**Records shown**
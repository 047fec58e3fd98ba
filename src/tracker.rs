//! Fingertip path accumulation.

use crate::detector::{Handedness, HandObservation, Landmark};

/// First hand labelled `Right`, scanning in detector order.
///
/// Detector output order is not stable between frames, so hands are matched
/// by label. If several hands carry the label the first one wins.
pub fn right_hand(hands: &[HandObservation]) -> Option<&HandObservation> {
    hands.iter().find(|hand| hand.handedness == Handedness::Right)
}

/// Append-only record of right index fingertip positions
#[derive(Debug, Default, Clone)]
pub struct PathTracker {
    points: Vec<Landmark>,
}

impl PathTracker {
    pub fn new() -> Self {
        Self::default()
    }

    /// Record this frame's right index fingertip, if a right hand is present.
    ///
    /// Returns whether a point was appended.
    pub fn on_frame(&mut self, hands: &[HandObservation]) -> bool {
        match right_hand(hands) {
            Some(hand) => {
                self.points.push(hand.index_finger_tip());
                true
            }
            None => false,
        }
    }

    pub fn clear(&mut self) {
        self.points.clear();
    }

    pub fn points(&self) -> &[Landmark] {
        &self.points
    }

    pub fn len(&self) -> usize {
        self.points.len()
    }

    pub fn is_empty(&self) -> bool {
        self.points.is_empty()
    }
}

#[cfg(test)]
pub(crate) mod tests {
    use super::*;
    use crate::detector::landmarks;

    /// A hand with every landmark at the frame centre except the index fingertip
    pub(crate) fn hand(handedness: Handedness, tip: (f32, f32)) -> HandObservation {
        let mut points = [Landmark::new(0.5, 0.5); landmarks::COUNT];
        points[landmarks::INDEX_FINGER_TIP] = Landmark::new(tip.0, tip.1);
        HandObservation {
            handedness,
            score: 0.95,
            landmarks: points,
        }
    }

    #[test]
    fn right_hand_frames_append_left_only_frames_do_not() {
        let frames = vec![
            vec![hand(Handedness::Right, (0.1, 0.1))],
            vec![hand(Handedness::Right, (0.2, 0.1))],
            vec![hand(Handedness::Right, (0.3, 0.1))],
            vec![hand(Handedness::Left, (0.9, 0.9))],
        ];

        let mut tracker = PathTracker::new();
        for frame in &frames {
            tracker.on_frame(frame);
        }

        assert_eq!(
            tracker.points(),
            &[
                Landmark::new(0.1, 0.1),
                Landmark::new(0.2, 0.1),
                Landmark::new(0.3, 0.1)
            ]
        );
    }

    #[test]
    fn length_equals_number_of_frames_with_a_right_hand() {
        let frames: Vec<Vec<HandObservation>> = vec![
            vec![],
            vec![hand(Handedness::Left, (0.1, 0.1)), hand(Handedness::Right, (0.2, 0.2))],
            vec![hand(Handedness::Unknown, (0.3, 0.3))],
            vec![hand(Handedness::Right, (0.4, 0.4)), hand(Handedness::Right, (0.5, 0.5))],
            vec![],
            vec![hand(Handedness::Right, (0.6, 0.6))],
        ];

        let mut tracker = PathTracker::new();
        for (n, frame) in frames.iter().enumerate() {
            tracker.on_frame(frame);
            let expected = frames[..=n].iter().filter(|f| right_hand(f).is_some()).count();
            assert_eq!(tracker.len(), expected);
        }
        assert_eq!(tracker.len(), 3);
    }

    #[test]
    fn order_of_hands_does_not_matter() {
        let mut tracker = PathTracker::new();
        tracker.on_frame(&[hand(Handedness::Right, (0.2, 0.3)), hand(Handedness::Left, (0.8, 0.8))]);
        tracker.on_frame(&[hand(Handedness::Left, (0.8, 0.8)), hand(Handedness::Right, (0.25, 0.3))]);
        assert_eq!(
            tracker.points(),
            &[Landmark::new(0.2, 0.3), Landmark::new(0.25, 0.3)]
        );
    }

    #[test]
    fn first_right_hand_wins() {
        let hands = [hand(Handedness::Right, (0.1, 0.2)), hand(Handedness::Right, (0.7, 0.8))];
        let chosen = right_hand(&hands).unwrap();
        assert_eq!(chosen.index_finger_tip(), Landmark::new(0.1, 0.2));
    }

    #[test]
    fn clear_empties_any_path() {
        let mut tracker = PathTracker::new();
        for i in 0..50 {
            tracker.on_frame(&[hand(Handedness::Right, (i as f32 / 50.0, 0.5))]);
        }
        tracker.clear();
        assert!(tracker.is_empty());
        tracker.clear();
        assert!(tracker.is_empty());
    }
}
use nalgebra::{Matrix3, Point2, Vector2};

use crate::detector::Landmark;

/// Maps normalized landmark coordinates onto a surface's backing buffer.
///
/// Only the buffer size matters; how large the surface is shown on screen
/// does not enter the mapping.
#[derive(Clone, Copy, Debug, PartialEq)]
pub struct PixelTransform {
    matrix: Matrix3<f32>,
}

impl PixelTransform {
    pub fn for_buffer(width: u32, height: u32) -> Self {
        Self {
            matrix: Matrix3::new_nonuniform_scaling(&Vector2::new(width as f32, height as f32)),
        }
    }

    /// (x, y) in [0,1] -> (x * W, y * H)
    pub fn to_pixel(&self, landmark: Landmark) -> Point2<f32> {
        self.matrix
            .transform_point(&Point2::new(landmark.x, landmark.y))
    }
}
use clap::Parser;
use std::path::PathBuf;

use crate::config::AppConfig;

#[derive(Parser, Debug)]
#[command(author, version, about, long_about = None)]
pub struct Args {
    /// Config file (created with defaults if missing)
    #[arg(short, long, default_value = AppConfig::DEFAULT_PATH)]
    pub config: PathBuf,

    /// Camera device path or index, overrides camera.device
    #[arg(short, long)]
    pub device: Option<String>,

    /// Generation endpoint URL, overrides generation.endpoint
    #[arg(long)]
    pub endpoint: Option<String>,
}

impl Args {
    /// Apply command line overrides on top of the loaded config
    pub fn apply(&self, config: &mut AppConfig) {
        if let Some(device) = &self.device {
            config.camera.device = device.clone();
        }
        if let Some(endpoint) = &self.endpoint {
            config.generation.endpoint = endpoint.clone();
        }
    }
}

#[cfg(test)]
mod tests {
    use super::*;

    #[test]
    fn defaults_to_config_json() {
        let args = Args::parse_from(["air-scribble"]);
        assert_eq!(args.config, PathBuf::from("config.json"));
        assert!(args.device.is_none());
    }

    #[test]
    fn overrides_replace_config_values() {
        let args = Args::parse_from([
            "air-scribble",
            "--device",
            "/dev/video2",
            "--endpoint",
            "http://gpu-box:9000/generate",
        ]);
        let mut config = AppConfig::default();
        args.apply(&mut config);
        assert_eq!(config.camera.device, "/dev/video2");
        assert_eq!(config.generation.endpoint, "http://gpu-box:9000/generate");
        assert_eq!(config.camera.width, 640);
    }
}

**Try it**
Show a copy of each line from the data that includes the word "crate".

**Result below**
use crate::detector::{Handedness, HandObservation, Landmark};
pub(crate) mod tests {
    use crate::detector::landmarks;
    pub(crate) fn hand(handedness: Handedness, tip: (f32, f32)) -> HandObservation {
use crate::detector::Landmark;
use crate::config::AppConfig;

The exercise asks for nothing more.